Thoracic appendages: endopods of thoracic limbs moderately long, reaching anterior end of carapace ( Figs. 15 View FIGURE 15 b–g, 17f, g); third thoracic endopod slightly stouter than fourth, its carpo-propodus commonly consisting of 4 or 5 articles; fourth to sixth thoracic endopods similar in shape, carpo-propodi with 4–6 articles; seventh thoracic endopod with carpo-propodus composed of 4–6 articles, longest setae rather smooth, without stout setules. Rudimentary endopod of eighth thoracic limb in males ( Figs. 15 View FIGURE 15 h, 17h) 3-segmented, usually curving anteriorly, reaching around distal one-third when extended; second segment shortest, with several long setae; distal segment elongated, rod-shaped. Rudimentary endopod of eighth thoracic limb in females ( Figs. 15 View FIGURE 15 i, 17i) un-articulated, slightly variable in length, fully extending to falling slightly short of distal end of basal plate of exopod.

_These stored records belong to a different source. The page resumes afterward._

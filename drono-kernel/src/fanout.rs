//! Fan-out scheduler.
//!
//! Refreshes many devices at once through the cache, admitting at most
//! `max_concurrent` refreshes at a time. Callers beyond the cap wait for a
//! permit; there is no worker pool.
//!
//! Every requested id gets exactly one entry in the result. A refresh that
//! overruns its deadline or panics falls back to the last cached record (or a
//! fresh idle one) without touching any other device's result.

use std::collections::{BTreeMap, BTreeSet};
use std::panic::AssertUnwindSafe;
use std::sync::atomic::{AtomicUsize, Ordering};
use std::sync::Arc;
use std::time::Duration;

use futures::future::join_all;
use futures::FutureExt;
use time::OffsetDateTime;
use tokio::sync::Semaphore;
use tracing::{error, warn};

use crate::cache::DeviceCache;
use crate::models::DeviceStatus;

pub struct FanOutScheduler {
    cache: Arc<DeviceCache>,
    gate: Semaphore,
    max_concurrent: usize,
    deadline: Duration,
    in_flight: AtomicUsize,
    peak_in_flight: AtomicUsize,
}

impl FanOutScheduler {
    /// `max_concurrent` of 0 is raised to 1.
    pub fn new(cache: Arc<DeviceCache>, max_concurrent: usize, deadline: Duration) -> Self {
        let max_concurrent = max_concurrent.max(1);
        Self {
            cache,
            gate: Semaphore::new(max_concurrent),
            max_concurrent,
            deadline,
            in_flight: AtomicUsize::new(0),
            peak_in_flight: AtomicUsize::new(0),
        }
    }

    pub fn cache(&self) -> &Arc<DeviceCache> {
        &self.cache
    }

    pub fn max_concurrent(&self) -> usize {
        self.max_concurrent
    }

    /// Highest number of refreshes observed holding a permit at once.
    pub fn peak_in_flight(&self) -> usize {
        self.peak_in_flight.load(Ordering::Relaxed)
    }

    pub async fn refresh_all(
        &self,
        device_ids: &[String],
        force_full: bool,
    ) -> BTreeMap<String, DeviceStatus> {
        let unique: BTreeSet<&str> = device_ids.iter().map(String::as_str).collect();
        let refreshes = unique.into_iter().map(|id| async move {
            (id.to_string(), self.refresh_one(id, force_full).await)
        });
        join_all(refreshes).await.into_iter().collect()
    }

    async fn refresh_one(&self, device_id: &str, force_full: bool) -> DeviceStatus {
        let Ok(_permit) = self.gate.acquire().await else {
            return self.fallback(device_id);
        };

        let now = self.in_flight.fetch_add(1, Ordering::Relaxed) + 1;
        self.peak_in_flight.fetch_max(now, Ordering::Relaxed);

        let refresh = AssertUnwindSafe(self.cache.get_status(device_id, force_full)).catch_unwind();
        let result = tokio::time::timeout(self.deadline, refresh).await;
        self.in_flight.fetch_sub(1, Ordering::Relaxed);

        match result {
            Ok(Ok(status)) => status,
            Ok(Err(_)) => {
                error!("[fanout] refresh of {} panicked", device_id);
                self.fallback(device_id)
            }
            Err(_) => {
                warn!("[fanout] refresh of {} exceeded {:?}", device_id, self.deadline);
                self.fallback(device_id)
            }
        }
    }

    fn fallback(&self, device_id: &str) -> DeviceStatus {
        self.cache
            .cached(device_id)
            .unwrap_or_else(|| DeviceStatus::new(device_id, OffsetDateTime::now_utc()))
    }
}
//! Source extractors.
//!
//! Each probe returns raw bytes in its own format; an extractor turns those
//! bytes into a [`SourceFields`] fragment. Extractors are pure and total:
//! malformed or empty input yields `None`, never an error, so a broken source
//! can only ever reduce how much the reconciler learns in a cycle.
//!
//! Each field lookup lives behind its own named function in the submodules,
//! which keeps the scraping of semi-structured text out of the merge logic.

pub mod config_snapshot;
pub mod log_tail;
pub mod status_snapshot;

pub use config_snapshot::ConfigSnapshotExtractor;
pub use log_tail::LogTailExtractor;
pub use status_snapshot::StatusSnapshotExtractor;

use serde::Serialize;

/// The external evidence a reconciliation can draw on.
#[derive(Debug, Clone, Copy, PartialEq, Eq, Hash, Serialize)]
#[serde(rename_all = "snake_case")]
pub enum SourceKind {
    ConfigSnapshot,
    StatusSnapshot,
    LogTail,
}

impl SourceKind {
    pub fn as_str(&self) -> &'static str {
        match self {
            SourceKind::ConfigSnapshot => "config_snapshot",
            SourceKind::StatusSnapshot => "status_snapshot",
            SourceKind::LogTail => "log_tail",
        }
    }
}

/// Run timing as reported by one source, in epoch milliseconds.
#[derive(Debug, Clone, Copy, PartialEq, Eq, Default)]
pub struct Timing {
    pub started_at_ms: i64,
    /// Accumulated time spent paused before the current pause, if any.
    pub total_paused_ms: i64,
    /// Start of the pause in progress; zero when not paused.
    pub paused_since_ms: i64,
}

impl Timing {
    pub fn started_at(started_at_ms: i64) -> Self {
        Self {
            started_at_ms,
            ..Self::default()
        }
    }

    /// Milliseconds of active (non-paused) run time at `now_ms`, never negative.
    pub fn active_elapsed_ms(&self, now_ms: i64) -> i64 {
        let mut elapsed = now_ms
            .saturating_sub(self.started_at_ms)
            .saturating_sub(self.total_paused_ms);
        if self.paused_since_ms > 0 {
            elapsed = elapsed.saturating_sub(now_ms.saturating_sub(self.paused_since_ms));
        }
        elapsed.max(0)
    }
}

/// Partial status learned from a single source. `None` means "not reported".
#[derive(Debug, Clone, Default, PartialEq)]
pub struct SourceFields {
    pub is_running: Option<bool>,
    pub paused: Option<bool>,
    pub current_iteration: Option<u64>,
    pub total_iterations: Option<u64>,
    pub url: Option<String>,
    pub min_interval: Option<u64>,
    pub max_interval: Option<u64>,
    pub delay_min: Option<u64>,
    pub delay_max: Option<u64>,
    pub timing: Option<Timing>,
}

impl SourceFields {
    pub fn is_empty(&self) -> bool {
        *self == SourceFields::default()
    }
}

/// Uniform contract for every extraction stage.
pub trait Extractor: Send + Sync {
    fn source(&self) -> SourceKind;

    /// Parses a raw snapshot. Returns `None` when nothing usable was found.
    fn extract(&self, raw: &[u8]) -> Option<SourceFields>;
}

/// Non-negative integer from a signed textual value. Sources occasionally
/// report `-1` sentinels; those are treated as absent.
pub(crate) fn parse_count(text: &str) -> Option<u64> {
    text.trim().parse::<i64>().ok().and_then(|v| u64::try_from(v).ok())
}
use std::time::Duration;

/// Failures talking to a device through the transport.
///
/// The core never lets one of these escape a single-device refresh: every
/// caller downgrades it to "no data" for the source that raised it.
#[derive(Debug, thiserror::Error)]
pub enum ProbeError {
    #[error("failed to spawn transport command: {0}")]
    Spawn(#[from] std::io::Error),
    #[error("transport command exited with {code:?}: {stderr}")]
    Exited { code: Option<i32>, stderr: String },
    #[error("probe timed out after {0:?}")]
    Timeout(Duration),
    #[error("device unavailable: {0}")]
    Unavailable(String),
}

/// Why a message could not be handed to a bus subscriber.
#[derive(Debug, Clone, PartialEq, Eq, thiserror::Error)]
pub enum DeliveryError {
    #[error("subscriber disconnected")]
    Disconnected,
    #[error("subscriber queue full")]
    Lagging,
    #[error("transport error: {0}")]
    Transport(String),
}

#[derive(Debug, thiserror::Error)]
pub enum CommandError {
    #[error("unknown command: {0}")]
    UnknownAction(String),
    #[error("no strategy available for {0}")]
    NoStrategy(String),
    #[error("command rejected by device: {0}")]
    Rejected(String),
    #[error(transparent)]
    Probe(#[from] ProbeError),
}

#[derive(Debug, thiserror::Error)]
pub enum ConfigError {
    #[error("IO error: {0}")]
    Io(#[from] std::io::Error),
    #[error("invalid YAML: {0}")]
    Yaml(#[from] serde_yaml::Error),
}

Abdominal somites ( Fig. 14 View FIGURE 14 a) rounded dorsally, without any ornamentation; first to fifth somites sub-equal in length, sixth somite 1.1–1.4 times as long as fifth one; male first somite rounded ventrally to form pleuron with shallow excavation near anterior part.
Pleopods in males biramous ( Figs. 15 View FIGURE 15 j–l); first pleopod with endopod un-articulated, with several short marginal setae, first pleopod with exopod multi-articulated; second pleopodal exopod greatly elongated, consisting of about 13 articles, terminal article armed with 2 apical setae and one proportionately long sub-apical seta, several basal articles each with long seta, and unarmed in several articles between these armed articles; third to fifth pleopods similar in shape, with multi-articulated endopods and exopods of sub-equal length. Pleopods in females ( Figs. 16 View FIGURE 16 a–c) un-articulated, length increasing on posterior somites.
Uropod ( Figs. 14 View FIGURE 14 f, 17d) with 2-segmented exopod and endopod; distal segment of exopod about half-length of basal segment; endopod with distal segment about two-fifths as long as basal segment, bearing stout seta on ventral margin near statocyst.
Telson ( Figs. 14 View FIGURE 14 e, 17c) 1.1–1.4 times as long as sixth abdominal somite, extending (without spinose apical setae) to articulation of uropodal endopod, and spinose apical setae extending beyond articulation of uropodal exopod by about half of setal length, length of telson about 2.5 times basal width and again about 4 times, or slightly fewer times, as long as wide at sub-basal constricted part, narrowed abruptly at base, forming discernible waist and slightly wider near mid-length, then gradually narrowing toward posterior end; rounded posterior margin with 2 pairs of stout spinose setae, mesial pair extending as far as or slightly beyond lateral pair, setules becoming broadened distally; lateral margin of telson armed with 11–16 (commonly with 14 or 15 in Japanese and 12 or 13 in Malaysian specimens) smooth setae, increasing its length posteriorly.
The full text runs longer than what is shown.